## NMT for English to Hindi

In [91]:
import os
import tensorflow as tf
import random
import numpy as np
import math

### Loading data

In [62]:
english = []
hindi = []
with open(os.path.join('hin-eng', 'hin.txt')) as f:
    for line in f:
        eng, hin = line.split('\t')
        # hindi is having a newline character '\n' at the end
        hin = hin[:-1]
        english.append(eng.lower())
        hindi.append(hin)
        
    assert len(english) == len(hindi)
    
    print(english[:10])
    print(hindi[:10])
    
    print('\nlength of english sentences:', len(english))
    print('length of hindi sentences:', len(hindi))

['wow!', 'help!', 'jump.', 'jump.', 'jump.', 'hello!', 'hello!', 'cheers!', 'cheers!', 'got it?']
['वाह!', 'बचाओ!', 'उछलो.', 'कूदो.', 'छलांग.', 'नमस्ते।', 'नमस्कार।', 'वाह-वाह!', 'चियर्स!', 'समझे कि नहीं?']

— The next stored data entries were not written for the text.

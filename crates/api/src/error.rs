//! HTTP error responses

use axum::extract::multipart::{MultipartError, MultipartRejection};
use axum::http::StatusCode;
use axum::response::{IntoResponse, Response};
use axum::Json;
use inference_engine::PredictError;
use serde_json::json;
use std::time::Duration;
use thiserror::Error;
use tracing::{error, warn};

/// Errors returned by the request handlers
#[derive(Debug, Error)]
pub enum ApiError {
    #[error("No file uploaded")]
    MissingFile,

    #[error("File must be an image")]
    NotAnImage,

    #[error("Invalid upload: {0}")]
    Multipart(#[from] MultipartError),

    #[error("Invalid form: {0}")]
    Form(#[from] MultipartRejection),

    #[error(transparent)]
    Prediction(#[from] PredictError),

    #[error("Prediction timed out after {}s", .0.as_secs())]
    Timeout(Duration),

    #[error("Internal error: {0}")]
    Internal(String),
}

impl ApiError {
    pub fn status(&self) -> StatusCode {
        match self {
            ApiError::MissingFile | ApiError::NotAnImage => StatusCode::BAD_REQUEST,
            ApiError::Multipart(e) => e.status(),
            ApiError::Form(e) => e.status(),
            ApiError::Timeout(_) => StatusCode::GATEWAY_TIMEOUT,
            ApiError::Prediction(_) | ApiError::Internal(_) => StatusCode::INTERNAL_SERVER_ERROR,
        }
    }
}

impl IntoResponse for ApiError {
    fn into_response(self) -> Response {
        let status = self.status();
        if status.is_server_error() {
            error!("Error processing request: {}", self);
        } else {
            warn!("Rejected request: {}", self);
        }

        (status, Json(json!({ "detail": self.to_string() }))).into_response()
    }
}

length of english sentences: 2867
length of hindi sentences: 2867


### Getting the length of unique sentences

In [63]:
unique_eng_sentences = set(english)
unique_hin_sentences = set(hindi)

print(len(unique_eng_sentences))
print(len(unique_hin_sentences))

2660
2788


### Creating the dictionary

In [64]:
eng_words = []
hin_words = []

for sent in english:
    sentence = sent.split(' ')
    eng_words.extend(sentence)

unq_eng_words = set(eng_words)
print('unique english words :', len(unq_eng_words))

for sent in hindi:
    sentence = sent.split(' ')
    hin_words.extend(sentence)

unq_hin_words = set(hin_words)
print('unique hindi words:', len(unq_hin_words))

eng_dict = {'<sos>':1, '<eos>':2, '<PAD>':3}

for wrd in unq_eng_words:
    eng_dict[wrd] = len(eng_dict)
rev_eng_dict = dict(zip(eng_dict.values(), eng_dict.keys()))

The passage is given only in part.